About this exercise –
Please show every line from the entries that carries the word "CrownPolygon".
---------------
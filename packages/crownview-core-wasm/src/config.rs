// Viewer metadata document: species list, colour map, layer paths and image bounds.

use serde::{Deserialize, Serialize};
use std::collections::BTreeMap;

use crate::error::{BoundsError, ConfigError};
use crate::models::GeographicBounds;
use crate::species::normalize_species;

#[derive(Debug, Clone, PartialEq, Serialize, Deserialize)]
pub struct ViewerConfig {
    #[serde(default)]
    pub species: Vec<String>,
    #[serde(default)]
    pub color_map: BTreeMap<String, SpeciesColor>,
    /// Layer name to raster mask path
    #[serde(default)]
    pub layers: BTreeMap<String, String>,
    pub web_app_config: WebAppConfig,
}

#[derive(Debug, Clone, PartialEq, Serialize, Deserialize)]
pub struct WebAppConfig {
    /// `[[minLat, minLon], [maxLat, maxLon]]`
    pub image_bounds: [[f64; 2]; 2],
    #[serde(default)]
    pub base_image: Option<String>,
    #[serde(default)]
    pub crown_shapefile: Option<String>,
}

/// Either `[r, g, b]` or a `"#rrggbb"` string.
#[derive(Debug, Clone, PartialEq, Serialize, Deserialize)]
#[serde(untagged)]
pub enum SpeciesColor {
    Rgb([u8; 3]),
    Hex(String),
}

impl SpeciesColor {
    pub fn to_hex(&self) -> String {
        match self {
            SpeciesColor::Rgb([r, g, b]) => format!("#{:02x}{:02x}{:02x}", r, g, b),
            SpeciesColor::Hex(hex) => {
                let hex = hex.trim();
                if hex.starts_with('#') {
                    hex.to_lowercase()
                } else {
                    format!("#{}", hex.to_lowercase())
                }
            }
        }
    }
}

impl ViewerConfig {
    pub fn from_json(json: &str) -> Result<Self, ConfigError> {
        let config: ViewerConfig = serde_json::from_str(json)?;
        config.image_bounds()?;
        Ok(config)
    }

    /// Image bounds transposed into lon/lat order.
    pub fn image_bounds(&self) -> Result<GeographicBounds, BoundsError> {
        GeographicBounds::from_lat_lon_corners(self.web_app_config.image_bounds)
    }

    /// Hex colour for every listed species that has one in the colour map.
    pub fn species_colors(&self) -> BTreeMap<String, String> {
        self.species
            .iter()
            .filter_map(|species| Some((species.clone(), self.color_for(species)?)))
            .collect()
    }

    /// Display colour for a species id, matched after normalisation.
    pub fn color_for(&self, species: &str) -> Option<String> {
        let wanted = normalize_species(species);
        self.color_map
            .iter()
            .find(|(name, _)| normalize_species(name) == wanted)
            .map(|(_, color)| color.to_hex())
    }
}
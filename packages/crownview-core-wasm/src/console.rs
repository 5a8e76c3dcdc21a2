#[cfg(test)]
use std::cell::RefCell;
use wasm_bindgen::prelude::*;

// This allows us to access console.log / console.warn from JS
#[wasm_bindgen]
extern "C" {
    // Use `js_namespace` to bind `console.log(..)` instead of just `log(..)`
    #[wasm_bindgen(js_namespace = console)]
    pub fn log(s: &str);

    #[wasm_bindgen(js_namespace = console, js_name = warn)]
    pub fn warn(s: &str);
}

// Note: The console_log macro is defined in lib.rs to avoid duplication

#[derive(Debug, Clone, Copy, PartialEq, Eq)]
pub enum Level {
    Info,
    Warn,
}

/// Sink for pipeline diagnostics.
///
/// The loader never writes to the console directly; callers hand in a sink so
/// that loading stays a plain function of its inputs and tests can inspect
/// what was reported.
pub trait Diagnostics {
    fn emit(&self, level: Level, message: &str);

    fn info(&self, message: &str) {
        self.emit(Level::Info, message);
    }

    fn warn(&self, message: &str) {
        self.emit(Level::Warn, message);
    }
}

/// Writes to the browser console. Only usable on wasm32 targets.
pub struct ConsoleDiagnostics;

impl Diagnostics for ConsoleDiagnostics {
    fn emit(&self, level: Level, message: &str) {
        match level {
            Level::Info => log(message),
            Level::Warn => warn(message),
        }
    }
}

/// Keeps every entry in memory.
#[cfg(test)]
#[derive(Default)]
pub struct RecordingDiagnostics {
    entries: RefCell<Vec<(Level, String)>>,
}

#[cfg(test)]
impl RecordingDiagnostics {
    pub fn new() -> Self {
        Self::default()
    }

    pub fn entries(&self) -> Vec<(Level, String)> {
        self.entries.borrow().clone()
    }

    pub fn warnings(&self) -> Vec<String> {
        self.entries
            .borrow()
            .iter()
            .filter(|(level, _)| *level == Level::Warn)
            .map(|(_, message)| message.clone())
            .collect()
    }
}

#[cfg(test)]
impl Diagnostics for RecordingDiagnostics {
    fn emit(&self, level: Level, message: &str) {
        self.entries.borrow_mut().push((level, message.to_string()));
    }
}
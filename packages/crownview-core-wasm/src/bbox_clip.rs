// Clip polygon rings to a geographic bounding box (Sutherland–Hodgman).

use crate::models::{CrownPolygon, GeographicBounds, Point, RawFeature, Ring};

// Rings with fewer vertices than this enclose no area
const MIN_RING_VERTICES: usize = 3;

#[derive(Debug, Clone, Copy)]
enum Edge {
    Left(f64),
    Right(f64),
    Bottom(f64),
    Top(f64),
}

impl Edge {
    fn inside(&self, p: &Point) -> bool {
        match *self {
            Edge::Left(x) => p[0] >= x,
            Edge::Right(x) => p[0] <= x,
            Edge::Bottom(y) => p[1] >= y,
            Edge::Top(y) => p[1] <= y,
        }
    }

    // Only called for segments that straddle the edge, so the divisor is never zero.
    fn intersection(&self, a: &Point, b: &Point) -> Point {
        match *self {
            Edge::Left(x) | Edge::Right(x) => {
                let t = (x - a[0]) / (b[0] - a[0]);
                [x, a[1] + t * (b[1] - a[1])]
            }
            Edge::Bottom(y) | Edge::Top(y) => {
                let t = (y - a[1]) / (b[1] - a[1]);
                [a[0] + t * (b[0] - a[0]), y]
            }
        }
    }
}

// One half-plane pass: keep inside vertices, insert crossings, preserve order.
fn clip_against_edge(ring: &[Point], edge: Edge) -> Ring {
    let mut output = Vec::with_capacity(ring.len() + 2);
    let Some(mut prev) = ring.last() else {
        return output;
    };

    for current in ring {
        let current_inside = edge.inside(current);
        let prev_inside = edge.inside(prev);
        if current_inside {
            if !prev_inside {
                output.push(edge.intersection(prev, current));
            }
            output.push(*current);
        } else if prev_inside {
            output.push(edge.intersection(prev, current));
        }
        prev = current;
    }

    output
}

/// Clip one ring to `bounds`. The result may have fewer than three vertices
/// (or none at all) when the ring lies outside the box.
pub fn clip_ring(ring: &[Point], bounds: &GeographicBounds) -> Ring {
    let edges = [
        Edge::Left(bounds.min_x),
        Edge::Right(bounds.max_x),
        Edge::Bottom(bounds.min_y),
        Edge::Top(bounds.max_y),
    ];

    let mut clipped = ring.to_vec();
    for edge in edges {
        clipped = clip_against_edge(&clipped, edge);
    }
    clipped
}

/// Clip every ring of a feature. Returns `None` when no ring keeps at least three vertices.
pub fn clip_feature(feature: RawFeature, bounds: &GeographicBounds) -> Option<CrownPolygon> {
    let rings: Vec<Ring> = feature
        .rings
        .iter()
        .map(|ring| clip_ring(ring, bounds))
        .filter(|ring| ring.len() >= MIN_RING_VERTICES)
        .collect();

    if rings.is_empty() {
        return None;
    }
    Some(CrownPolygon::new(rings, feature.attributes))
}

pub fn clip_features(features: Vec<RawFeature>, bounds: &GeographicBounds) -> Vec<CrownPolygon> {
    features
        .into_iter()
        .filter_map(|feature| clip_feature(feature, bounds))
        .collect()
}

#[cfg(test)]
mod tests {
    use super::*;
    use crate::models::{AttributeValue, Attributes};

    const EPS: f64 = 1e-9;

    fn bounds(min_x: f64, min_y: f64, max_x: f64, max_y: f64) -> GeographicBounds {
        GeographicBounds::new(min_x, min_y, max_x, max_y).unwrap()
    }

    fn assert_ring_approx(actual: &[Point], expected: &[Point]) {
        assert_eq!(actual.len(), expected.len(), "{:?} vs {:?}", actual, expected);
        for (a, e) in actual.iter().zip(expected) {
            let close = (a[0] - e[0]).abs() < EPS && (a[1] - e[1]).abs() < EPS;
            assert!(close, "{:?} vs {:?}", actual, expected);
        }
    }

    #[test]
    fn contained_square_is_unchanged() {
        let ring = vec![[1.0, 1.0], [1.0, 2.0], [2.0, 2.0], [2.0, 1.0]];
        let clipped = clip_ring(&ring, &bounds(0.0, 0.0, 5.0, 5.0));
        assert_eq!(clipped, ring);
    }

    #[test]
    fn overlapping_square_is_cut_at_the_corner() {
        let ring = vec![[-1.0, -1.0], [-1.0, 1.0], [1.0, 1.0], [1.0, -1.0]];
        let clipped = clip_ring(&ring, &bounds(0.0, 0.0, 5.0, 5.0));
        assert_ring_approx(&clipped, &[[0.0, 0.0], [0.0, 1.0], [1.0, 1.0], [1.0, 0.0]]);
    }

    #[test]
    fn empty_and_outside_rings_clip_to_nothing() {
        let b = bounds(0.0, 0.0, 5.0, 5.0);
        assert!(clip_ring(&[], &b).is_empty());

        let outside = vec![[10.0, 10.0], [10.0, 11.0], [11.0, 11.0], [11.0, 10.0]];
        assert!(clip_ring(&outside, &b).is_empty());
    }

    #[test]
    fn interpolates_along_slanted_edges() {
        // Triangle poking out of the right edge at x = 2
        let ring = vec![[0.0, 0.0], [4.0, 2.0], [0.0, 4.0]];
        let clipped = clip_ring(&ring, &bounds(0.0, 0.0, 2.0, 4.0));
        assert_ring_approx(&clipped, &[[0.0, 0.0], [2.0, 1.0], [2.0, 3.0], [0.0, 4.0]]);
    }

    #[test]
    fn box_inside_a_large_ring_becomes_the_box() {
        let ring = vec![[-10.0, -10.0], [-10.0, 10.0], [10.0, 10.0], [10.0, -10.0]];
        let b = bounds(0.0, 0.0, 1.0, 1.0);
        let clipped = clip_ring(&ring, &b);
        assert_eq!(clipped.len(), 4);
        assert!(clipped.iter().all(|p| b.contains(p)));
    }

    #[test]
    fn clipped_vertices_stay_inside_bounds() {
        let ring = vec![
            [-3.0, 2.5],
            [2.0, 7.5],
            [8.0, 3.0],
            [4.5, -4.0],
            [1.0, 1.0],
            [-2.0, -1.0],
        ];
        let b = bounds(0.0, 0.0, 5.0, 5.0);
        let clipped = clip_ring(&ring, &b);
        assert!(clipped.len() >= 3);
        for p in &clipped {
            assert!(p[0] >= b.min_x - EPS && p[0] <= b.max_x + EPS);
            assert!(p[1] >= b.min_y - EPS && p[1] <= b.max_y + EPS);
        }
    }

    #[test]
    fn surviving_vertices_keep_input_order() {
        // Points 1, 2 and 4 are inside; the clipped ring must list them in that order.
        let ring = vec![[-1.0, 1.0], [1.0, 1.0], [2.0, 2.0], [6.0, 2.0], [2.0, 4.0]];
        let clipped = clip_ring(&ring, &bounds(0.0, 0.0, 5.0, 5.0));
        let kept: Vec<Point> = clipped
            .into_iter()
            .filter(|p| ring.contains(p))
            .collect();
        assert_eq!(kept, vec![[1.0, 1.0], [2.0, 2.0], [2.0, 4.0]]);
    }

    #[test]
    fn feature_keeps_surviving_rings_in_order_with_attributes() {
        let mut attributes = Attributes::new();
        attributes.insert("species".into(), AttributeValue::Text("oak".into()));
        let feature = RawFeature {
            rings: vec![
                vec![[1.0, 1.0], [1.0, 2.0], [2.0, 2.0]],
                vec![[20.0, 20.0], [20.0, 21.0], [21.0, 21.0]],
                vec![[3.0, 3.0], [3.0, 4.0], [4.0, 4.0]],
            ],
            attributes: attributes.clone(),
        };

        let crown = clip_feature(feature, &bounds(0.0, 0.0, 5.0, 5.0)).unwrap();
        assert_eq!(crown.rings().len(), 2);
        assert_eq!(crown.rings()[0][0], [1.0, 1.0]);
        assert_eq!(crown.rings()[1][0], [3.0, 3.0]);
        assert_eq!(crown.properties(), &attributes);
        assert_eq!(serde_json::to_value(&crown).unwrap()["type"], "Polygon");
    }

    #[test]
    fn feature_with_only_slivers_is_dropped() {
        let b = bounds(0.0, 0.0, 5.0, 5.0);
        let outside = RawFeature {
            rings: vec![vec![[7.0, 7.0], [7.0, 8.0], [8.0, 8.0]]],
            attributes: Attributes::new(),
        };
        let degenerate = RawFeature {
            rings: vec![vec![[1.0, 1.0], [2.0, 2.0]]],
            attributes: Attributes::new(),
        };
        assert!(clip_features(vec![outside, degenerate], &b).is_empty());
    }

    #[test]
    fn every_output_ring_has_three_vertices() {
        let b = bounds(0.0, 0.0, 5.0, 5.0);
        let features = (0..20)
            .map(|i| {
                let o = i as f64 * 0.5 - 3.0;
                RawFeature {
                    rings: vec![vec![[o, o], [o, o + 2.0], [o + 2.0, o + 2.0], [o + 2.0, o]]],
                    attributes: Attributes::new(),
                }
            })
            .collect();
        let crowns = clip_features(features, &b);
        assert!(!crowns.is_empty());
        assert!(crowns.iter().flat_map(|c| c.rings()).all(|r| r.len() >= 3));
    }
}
---------------
Response area –
use crate::models::{CrownPolygon, GeographicBounds, Point, RawFeature, Ring};
pub fn clip_feature(feature: RawFeature, bounds: &GeographicBounds) -> Option<CrownPolygon> {
    Some(CrownPolygon::new(rings, feature.attributes))
pub fn clip_features(features: Vec<RawFeature>, bounds: &GeographicBounds) -> Vec<CrownPolygon> {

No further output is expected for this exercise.